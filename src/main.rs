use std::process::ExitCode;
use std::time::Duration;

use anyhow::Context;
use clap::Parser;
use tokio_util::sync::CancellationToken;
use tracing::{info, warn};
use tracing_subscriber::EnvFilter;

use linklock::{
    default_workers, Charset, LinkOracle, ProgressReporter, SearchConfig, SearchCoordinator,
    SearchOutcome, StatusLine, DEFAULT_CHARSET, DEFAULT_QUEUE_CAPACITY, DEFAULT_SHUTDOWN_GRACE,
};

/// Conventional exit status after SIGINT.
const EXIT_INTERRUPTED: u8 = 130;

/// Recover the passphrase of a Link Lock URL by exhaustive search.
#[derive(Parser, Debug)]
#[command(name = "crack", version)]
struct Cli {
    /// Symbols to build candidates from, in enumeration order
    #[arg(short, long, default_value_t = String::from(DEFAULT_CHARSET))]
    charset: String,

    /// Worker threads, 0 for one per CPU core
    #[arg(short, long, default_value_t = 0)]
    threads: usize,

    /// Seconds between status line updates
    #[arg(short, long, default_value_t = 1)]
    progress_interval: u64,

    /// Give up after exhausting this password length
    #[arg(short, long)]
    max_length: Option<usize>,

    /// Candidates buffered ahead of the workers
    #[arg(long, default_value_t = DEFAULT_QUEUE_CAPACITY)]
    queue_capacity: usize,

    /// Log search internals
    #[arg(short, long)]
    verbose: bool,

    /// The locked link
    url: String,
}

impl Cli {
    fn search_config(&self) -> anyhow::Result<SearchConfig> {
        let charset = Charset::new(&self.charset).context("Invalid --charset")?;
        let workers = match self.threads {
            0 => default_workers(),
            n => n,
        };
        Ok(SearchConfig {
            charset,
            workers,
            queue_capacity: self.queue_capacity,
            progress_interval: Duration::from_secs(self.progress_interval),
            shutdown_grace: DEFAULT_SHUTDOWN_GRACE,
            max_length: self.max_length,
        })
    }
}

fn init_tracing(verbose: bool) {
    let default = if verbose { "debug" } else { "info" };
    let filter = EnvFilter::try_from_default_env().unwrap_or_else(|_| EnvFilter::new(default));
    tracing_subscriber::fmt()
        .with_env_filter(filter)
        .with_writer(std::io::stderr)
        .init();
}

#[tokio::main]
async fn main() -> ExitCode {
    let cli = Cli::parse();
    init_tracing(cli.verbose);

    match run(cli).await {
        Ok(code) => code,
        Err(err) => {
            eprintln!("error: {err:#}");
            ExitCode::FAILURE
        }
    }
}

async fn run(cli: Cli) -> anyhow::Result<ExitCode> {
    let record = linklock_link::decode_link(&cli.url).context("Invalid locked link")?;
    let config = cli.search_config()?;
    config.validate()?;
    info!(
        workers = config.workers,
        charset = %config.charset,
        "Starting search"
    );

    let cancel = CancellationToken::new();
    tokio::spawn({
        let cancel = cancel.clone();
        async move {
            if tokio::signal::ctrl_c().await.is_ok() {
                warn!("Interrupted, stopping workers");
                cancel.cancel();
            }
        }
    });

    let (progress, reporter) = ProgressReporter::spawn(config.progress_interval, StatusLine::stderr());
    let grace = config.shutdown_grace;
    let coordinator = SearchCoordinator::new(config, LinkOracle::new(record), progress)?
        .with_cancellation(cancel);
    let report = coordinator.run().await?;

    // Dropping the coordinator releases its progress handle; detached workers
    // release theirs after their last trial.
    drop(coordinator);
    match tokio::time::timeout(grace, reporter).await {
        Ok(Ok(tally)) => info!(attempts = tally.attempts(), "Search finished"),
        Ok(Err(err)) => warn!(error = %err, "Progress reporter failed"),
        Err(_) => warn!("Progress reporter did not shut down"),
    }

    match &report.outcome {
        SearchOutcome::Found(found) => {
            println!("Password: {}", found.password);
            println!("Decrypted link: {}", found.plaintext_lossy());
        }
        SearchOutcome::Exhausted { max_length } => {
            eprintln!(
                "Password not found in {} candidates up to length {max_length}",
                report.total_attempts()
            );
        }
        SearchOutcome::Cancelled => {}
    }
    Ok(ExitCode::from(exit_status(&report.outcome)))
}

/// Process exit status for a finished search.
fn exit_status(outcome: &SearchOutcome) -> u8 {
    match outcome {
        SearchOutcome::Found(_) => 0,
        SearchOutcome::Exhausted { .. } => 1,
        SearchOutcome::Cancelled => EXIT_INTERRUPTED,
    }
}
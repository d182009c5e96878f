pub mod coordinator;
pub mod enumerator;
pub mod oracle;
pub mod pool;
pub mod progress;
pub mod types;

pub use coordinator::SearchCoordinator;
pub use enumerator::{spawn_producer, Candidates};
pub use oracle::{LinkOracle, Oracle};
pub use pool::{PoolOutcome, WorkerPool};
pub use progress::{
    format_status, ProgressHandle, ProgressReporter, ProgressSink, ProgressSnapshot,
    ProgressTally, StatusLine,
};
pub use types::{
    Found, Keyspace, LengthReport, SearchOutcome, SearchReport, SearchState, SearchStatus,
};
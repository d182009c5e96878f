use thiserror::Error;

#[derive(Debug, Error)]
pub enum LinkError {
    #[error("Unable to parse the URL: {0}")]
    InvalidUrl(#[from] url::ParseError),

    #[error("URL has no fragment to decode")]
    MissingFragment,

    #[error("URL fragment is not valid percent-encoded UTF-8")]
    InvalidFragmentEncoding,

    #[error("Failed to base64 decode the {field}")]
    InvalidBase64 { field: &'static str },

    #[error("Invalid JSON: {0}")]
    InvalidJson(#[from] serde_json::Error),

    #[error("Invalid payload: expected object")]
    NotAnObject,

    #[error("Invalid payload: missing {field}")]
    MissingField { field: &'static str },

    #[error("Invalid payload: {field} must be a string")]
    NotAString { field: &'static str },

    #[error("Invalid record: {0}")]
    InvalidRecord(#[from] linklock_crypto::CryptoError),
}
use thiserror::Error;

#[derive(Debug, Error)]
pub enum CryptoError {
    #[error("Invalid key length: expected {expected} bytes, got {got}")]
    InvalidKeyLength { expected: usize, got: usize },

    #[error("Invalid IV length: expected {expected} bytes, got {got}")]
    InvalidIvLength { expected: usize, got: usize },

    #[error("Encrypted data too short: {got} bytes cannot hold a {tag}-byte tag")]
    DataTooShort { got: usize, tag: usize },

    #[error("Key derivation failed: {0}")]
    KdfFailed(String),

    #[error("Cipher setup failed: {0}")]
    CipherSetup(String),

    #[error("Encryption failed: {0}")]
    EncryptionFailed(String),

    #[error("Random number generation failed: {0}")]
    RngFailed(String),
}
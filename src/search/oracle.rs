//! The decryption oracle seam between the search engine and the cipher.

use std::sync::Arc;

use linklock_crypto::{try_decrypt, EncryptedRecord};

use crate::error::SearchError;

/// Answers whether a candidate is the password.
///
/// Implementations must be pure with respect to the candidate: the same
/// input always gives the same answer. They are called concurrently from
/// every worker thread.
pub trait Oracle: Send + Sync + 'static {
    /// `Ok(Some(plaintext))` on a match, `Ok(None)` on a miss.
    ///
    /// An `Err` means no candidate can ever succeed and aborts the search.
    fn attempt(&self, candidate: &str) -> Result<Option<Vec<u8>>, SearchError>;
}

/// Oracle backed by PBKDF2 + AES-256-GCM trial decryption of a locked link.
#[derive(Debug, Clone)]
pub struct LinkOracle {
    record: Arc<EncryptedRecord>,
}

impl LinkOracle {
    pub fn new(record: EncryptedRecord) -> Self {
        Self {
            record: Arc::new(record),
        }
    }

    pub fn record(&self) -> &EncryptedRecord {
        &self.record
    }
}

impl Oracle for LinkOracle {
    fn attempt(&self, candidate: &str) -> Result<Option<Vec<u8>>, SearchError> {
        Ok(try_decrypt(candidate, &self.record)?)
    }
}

● ● ● ● ● ● ●

Task item: This exercise asks for every line of the records to be repeated exactly.

Reply:
filename src/main.rs
use std::process::ExitCode;
use std::time::Duration;

use anyhow::Context;
use clap::Parser;
use tokio_util::sync::CancellationToken;
use tracing::{info, warn};
use tracing_subscriber::EnvFilter;

use linklock::{
    default_workers, Charset, LinkOracle, ProgressReporter, SearchConfig, SearchCoordinator,
    SearchOutcome, StatusLine, DEFAULT_CHARSET, DEFAULT_QUEUE_CAPACITY, DEFAULT_SHUTDOWN_GRACE,
};

/// Conventional exit status after SIGINT.
const EXIT_INTERRUPTED: u8 = 130;

/// Recover the passphrase of a Link Lock URL by exhaustive search.
#[derive(Parser, Debug)]
#[command(name = "crack", version)]
struct Cli {
    /// Symbols to build candidates from, in enumeration order
    #[arg(short, long, default_value_t = String::from(DEFAULT_CHARSET))]
    charset: String,

    /// Worker threads, 0 for one per CPU core
    #[arg(short, long, default_value_t = 0)]
    threads: usize,

    /// Seconds between status line updates
    #[arg(short, long, default_value_t = 1)]
    progress_interval: u64,

    /// Give up after exhausting this password length
    #[arg(short, long)]
    max_length: Option<usize>,

    /// Candidates buffered ahead of the workers
    #[arg(long, default_value_t = DEFAULT_QUEUE_CAPACITY)]
    queue_capacity: usize,

    /// Log search internals
    #[arg(short, long)]
    verbose: bool,

    /// The locked link
    url: String,
}

impl Cli {
    fn search_config(&self) -> anyhow::Result<SearchConfig> {
        let charset = Charset::new(&self.charset).context("Invalid --charset")?;
        let workers = match self.threads {
            0 => default_workers(),
            n => n,
        };
        Ok(SearchConfig {
            charset,
            workers,
            queue_capacity: self.queue_capacity,
            progress_interval: Duration::from_secs(self.progress_interval),
            shutdown_grace: DEFAULT_SHUTDOWN_GRACE,
            max_length: self.max_length,
        })
    }
}

fn init_tracing(verbose: bool) {
    let default = if verbose { "debug" } else { "info" };
    let filter = EnvFilter::try_from_default_env().unwrap_or_else(|_| EnvFilter::new(default));
    tracing_subscriber::fmt()
        .with_env_filter(filter)
        .with_writer(std::io::stderr)
        .init();
}

#[tokio::main]
async fn main() -> ExitCode {
    let cli = Cli::parse();
    init_tracing(cli.verbose);

    match run(cli).await {
        Ok(code) => code,
        Err(err) => {
            eprintln!("error: {err:#}");
            ExitCode::FAILURE
        }
    }
}

async fn run(cli: Cli) -> anyhow::Result<ExitCode> {
    let record = linklock_link::decode_link(&cli.url).context("Invalid locked link")?;
    let config = cli.search_config()?;
    config.validate()?;
    info!(
        workers = config.workers,
        charset = %config.charset,
        "Starting search"
    );

    let cancel = CancellationToken::new();
    tokio::spawn({
        let cancel = cancel.clone();
        async move {
            if tokio::signal::ctrl_c().await.is_ok() {
                warn!("Interrupted, stopping workers");
                cancel.cancel();
            }
        }
    });

    let (progress, reporter) = ProgressReporter::spawn(config.progress_interval, StatusLine::stderr());
    let grace = config.shutdown_grace;
    let coordinator = SearchCoordinator::new(config, LinkOracle::new(record), progress)?
        .with_cancellation(cancel);
    let report = coordinator.run().await?;

    // Dropping the coordinator releases its progress handle; detached workers
    // release theirs after their last trial.
    drop(coordinator);
    match tokio::time::timeout(grace, reporter).await {
        Ok(Ok(tally)) => info!(attempts = tally.attempts(), "Search finished"),
        Ok(Err(err)) => warn!(error = %err, "Progress reporter failed"),
        Err(_) => warn!("Progress reporter did not shut down"),
    }

    match &report.outcome {
        SearchOutcome::Found(found) => {
            println!("Password: {}", found.password);
            println!("Decrypted link: {}", found.plaintext_lossy());
        }
        SearchOutcome::Exhausted { max_length } => {
            eprintln!(
                "Password not found in {} candidates up to length {max_length}",
                report.total_attempts()
            );
        }
        SearchOutcome::Cancelled => {}
    }
    Ok(ExitCode::from(exit_status(&report.outcome)))
}

/// Process exit status for a finished search.
fn exit_status(outcome: &SearchOutcome) -> u8 {
    match outcome {
        SearchOutcome::Found(_) => 0,
        SearchOutcome::Exhausted { .. } => 1,
        SearchOutcome::Cancelled => EXIT_INTERRUPTED,
    }
}
repository d182009c5e96878f
pub mod coordinator;
pub mod enumerator;
pub mod oracle;
pub mod pool;
pub mod progress;
pub mod types;

pub use coordinator::SearchCoordinator;
pub use enumerator::{spawn_producer, Candidates};
pub use oracle::{LinkOracle, Oracle};
pub use pool::{PoolOutcome, WorkerPool};
pub use progress::{
    format_status, ProgressHandle, ProgressReporter, ProgressSink, ProgressSnapshot,
    ProgressTally, StatusLine,
};
pub use types::{
    Found, Keyspace, LengthReport, SearchOutcome, SearchReport, SearchState, SearchStatus,
};
repository d182009c5e96878f
use thiserror::Error;

#[derive(Debug, Error)]
pub enum LinkError {
    #[error("Unable to parse the URL: {0}")]
    InvalidUrl(#[from] url::ParseError),

    #[error("URL has no fragment to decode")]
    MissingFragment,

    #[error("URL fragment is not valid percent-encoded UTF-8")]
    InvalidFragmentEncoding,

    #[error("Failed to base64 decode the {field}")]
    InvalidBase64 { field: &'static str },

    #[error("Invalid JSON: {0}")]
    InvalidJson(#[from] serde_json::Error),

    #[error("Invalid payload: expected object")]
    NotAnObject,

    #[error("Invalid payload: missing {field}")]
    MissingField { field: &'static str },

    #[error("Invalid payload: {field} must be a string")]
    NotAString { field: &'static str },

    #[error("Invalid record: {0}")]
    InvalidRecord(#[from] linklock_crypto::CryptoError),
}
use thiserror::Error;

#[derive(Debug, Error)]
pub enum CryptoError {
    #[error("Invalid key length: expected {expected} bytes, got {got}")]
    InvalidKeyLength { expected: usize, got: usize },

    #[error("Invalid IV length: expected {expected} bytes, got {got}")]
    InvalidIvLength { expected: usize, got: usize },

    #[error("Encrypted data too short: {got} bytes cannot hold a {tag}-byte tag")]
    DataTooShort { got: usize, tag: usize },

    #[error("Key derivation failed: {0}")]
    KdfFailed(String),

    #[error("Cipher setup failed: {0}")]
    CipherSetup(String),

    #[error("Encryption failed: {0}")]
    EncryptionFailed(String),

    #[error("Random number generation failed: {0}")]
    RngFailed(String),
}
filename src/search/oracle.rs
//! The decryption oracle seam between the search engine and the cipher.

use std::sync::Arc;

use linklock_crypto::{try_decrypt, EncryptedRecord};

use crate::error::SearchError;

/// Answers whether a candidate is the password.
///
/// Implementations must be pure with respect to the candidate: the same
/// input always gives the same answer. They are called concurrently from
/// every worker thread.
pub trait Oracle: Send + Sync + 'static {
    /// `Ok(Some(plaintext))` on a match, `Ok(None)` on a miss.
    ///
    /// An `Err` means no candidate can ever succeed and aborts the search.
    fn attempt(&self, candidate: &str) -> Result<Option<Vec<u8>>, SearchError>;
}

/// Oracle backed by PBKDF2 + AES-256-GCM trial decryption of a locked link.
#[derive(Debug, Clone)]
pub struct LinkOracle {
    record: Arc<EncryptedRecord>,
}

impl LinkOracle {
    pub fn new(record: EncryptedRecord) -> Self {
        Self {
            record: Arc::new(record),
        }
    }

    pub fn record(&self) -> &EncryptedRecord {
        &self.record
    }
}

impl Oracle for LinkOracle {
    fn attempt(&self, candidate: &str) -> Result<Option<Vec<u8>>, SearchError> {
        Ok(try_decrypt(candidate, &self.record)?)
    }
}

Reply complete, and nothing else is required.